Nadiem Makarim Buka Suara Soal Pengadaan Chromebook Era Jabatannya
Mantan Menteri Pendidikan, Kebudayaan, Riset, dan Teknologi (Mendikbudristek), Nadiem Makarim, memberikan klarifikasi terkait pengadaan laptop Chromebook di lingkungan Kemendikbudristek pada masa kepemimpinannya. Didampingi oleh pengacara Hotman Paris Hutapea, Nadiem hadir dalam konferensi pers yang digelar di The Dharmawangsa Jakarta.
Nadiem tiba di lokasi didampingi tim hukumnya. Hotman Paris menyatakan kehadirannya sebagai kuasa hukum Nadiem untuk memberikan penjelasan terkait isu pengadaan laptop yang ramai diberitakan. Klarifikasi ini muncul di tengah proses penyidikan yang tengah berjalan di Kejaksaan Agung (Kejagung) terkait dugaan korupsi dalam pengadaan Chromebook pada tahun 2019-2022.
Kejaksaan Agung tengah menyelidiki dugaan tindak pidana korupsi dalam proyek digitalisasi pendidikan yang melibatkan pengadaan laptop Chromebook di Kemendikbudristek pada periode 2019 hingga 2022. Kepala Pusat Penerangan Hukum (Kapuspenkum) Kejagung, Harli Siregar, mengungkapkan bahwa penyidik sedang mendalami indikasi adanya permufakatan jahat yang melibatkan berbagai pihak. Dugaan tersebut mengarah pada upaya pengarahan tim teknis untuk menyusun kajian teknis terkait pengadaan bantuan peralatan pendidikan berbasis teknologi pada tahun 2020. Arahan ini diduga bertujuan untuk memprioritaskan penggunaan laptop dengan sistem operasi Chrome.
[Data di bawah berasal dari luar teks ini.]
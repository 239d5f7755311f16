//! Index schema: an ordered list of named, typed fields.
//!
//! The field array produced by [`Index::to_json`] is the exact body of a
//! create-index request, and [`Index::from_json`] rebuilds an index from the
//! `schema` array the server embeds in its summaries.

use serde::{Deserialize, Serialize};
use serde_json::{Map, Value};
use std::fmt;

use crate::error::{ModelError, Result};
use crate::field_options::{FacetOptions, FieldOptions, NumericOptions, TextOptions};

/// Field types modelled by this client.
#[derive(Debug, Clone, Copy, Serialize, Deserialize, PartialEq, Eq, Hash)]
#[serde(rename_all = "lowercase")]
pub enum FieldType {
    Text,
    U64,
    I64,
    F64,
    Bool,
    Facet,
}

/// Type names the server knows but this client has no representation for.
const UNIMPLEMENTED_TYPES: &[&str] = &["date", "json", "json_object", "bytes", "ip", "ip_addr"];

impl FieldType {
    pub fn as_str(&self) -> &'static str {
        match self {
            FieldType::Text => "text",
            FieldType::U64 => "u64",
            FieldType::I64 => "i64",
            FieldType::F64 => "f64",
            FieldType::Bool => "bool",
            FieldType::Facet => "facet",
        }
    }

    pub fn is_numeric(&self) -> bool {
        matches!(
            self,
            FieldType::U64 | FieldType::I64 | FieldType::F64 | FieldType::Bool
        )
    }

    /// Resolve a wire type name.
    pub fn from_wire(name: &str) -> Result<Self> {
        match name {
            "text" => Ok(FieldType::Text),
            "u64" => Ok(FieldType::U64),
            "i64" => Ok(FieldType::I64),
            "f64" => Ok(FieldType::F64),
            "bool" => Ok(FieldType::Bool),
            "facet" => Ok(FieldType::Facet),
            other if UNIMPLEMENTED_TYPES.contains(&other) => {
                Err(ModelError::NotImplemented(other.to_string()))
            }
            other => Err(ModelError::UnknownFieldType(other.to_string())),
        }
    }
}

impl fmt::Display for FieldType {
    fn fmt(&self, f: &mut fmt::Formatter<'_>) -> fmt::Result {
        f.write_str(self.as_str())
    }
}

/// One named field of an index.
#[derive(Debug, Clone, Serialize, PartialEq, Eq)]
pub struct IndexField {
    pub name: String,
    #[serde(rename = "type")]
    pub field_type: FieldType,
    pub options: FieldOptions,
}

/// A named schema. Built by [`crate::IndexBuilder`] or decoded from a summary.
#[derive(Debug, Clone, PartialEq, Eq)]
pub struct Index {
    name: String,
    fields: Vec<IndexField>,
}

impl Index {
    pub(crate) fn new(name: impl Into<String>, fields: Vec<IndexField>) -> Self {
        Self {
            name: name.into(),
            fields,
        }
    }

    pub fn name(&self) -> &str {
        &self.name
    }

    pub fn fields(&self) -> &[IndexField] {
        &self.fields
    }

    /// First field with the given name.
    pub fn field(&self, name: &str) -> Option<&IndexField> {
        self.fields.iter().find(|f| f.name == name)
    }

    /// Field array in creation order, as sent to `/{index}/_create`.
    pub fn to_json(&self) -> Value {
        Value::Array(
            self.fields
                .iter()
                .map(|field| {
                    serde_json::json!({
                        "name": field.name,
                        "type": field.field_type,
                        "options": field.options,
                    })
                })
                .collect(),
        )
    }

    /// Rebuild an index from a field array.
    ///
    /// Text fields drop the `fast` flag the server reports for them; date,
    /// json, bytes and ip fields are refused as not implemented.
    pub fn from_json(name: impl Into<String>, data: &Value) -> Result<Self> {
        let raw_fields = data
            .as_array()
            .ok_or_else(|| ModelError::Malformed("schema must be an array of fields".to_string()))?;

        let mut fields = Vec::with_capacity(raw_fields.len());
        for raw_field in raw_fields {
            fields.push(decode_field(raw_field)?);
        }

        Ok(Self::new(name, fields))
    }
}

fn decode_field(raw_field: &Value) -> Result<IndexField> {
    let name = raw_field
        .get("name")
        .and_then(Value::as_str)
        .ok_or_else(|| ModelError::Malformed(format!("field without a name: {}", raw_field)))?;
    let type_name = raw_field
        .get("type")
        .and_then(Value::as_str)
        .ok_or_else(|| ModelError::Malformed(format!("field '{}' has no type", name)))?;
    let mut options: Map<String, Value> = match raw_field.get("options") {
        Some(Value::Object(options)) => options.clone(),
        _ => {
            return Err(ModelError::Malformed(format!(
                "field '{}' has no options object",
                name
            )))
        }
    };

    let field_type = FieldType::from_wire(type_name)?;
    let options = match field_type {
        FieldType::Text => {
            // Reported for text fields even though they have no fast mode.
            options.remove("fast");
            FieldOptions::Text(serde_json::from_value::<TextOptions>(Value::Object(options))?)
        }
        FieldType::U64 | FieldType::I64 | FieldType::F64 | FieldType::Bool => FieldOptions::Numeric(
            serde_json::from_value::<NumericOptions>(Value::Object(options))?,
        ),
        FieldType::Facet => {
            FieldOptions::Facet(serde_json::from_value::<FacetOptions>(Value::Object(options))?)
        }
    };

    Ok(IndexField {
        name: name.to_string(),
        field_type,
        options,
    })
}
Menurut Kapuspenkum, penggunaan Chromebook sebenarnya bukan merupakan prioritas utama. Pada tahun 2019, Pustekom Kemendikbudristek telah melakukan uji coba terhadap 1.000 unit Chromebook, dan hasilnya menunjukkan bahwa perangkat tersebut kurang efektif. Berdasarkan pengalaman tersebut, tim teknis merekomendasikan penggunaan spesifikasi dengan sistem operasi Windows. Namun, rekomendasi ini kemudian diubah dengan kajian baru yang justru menganjurkan penggunaan sistem operasi Chrome.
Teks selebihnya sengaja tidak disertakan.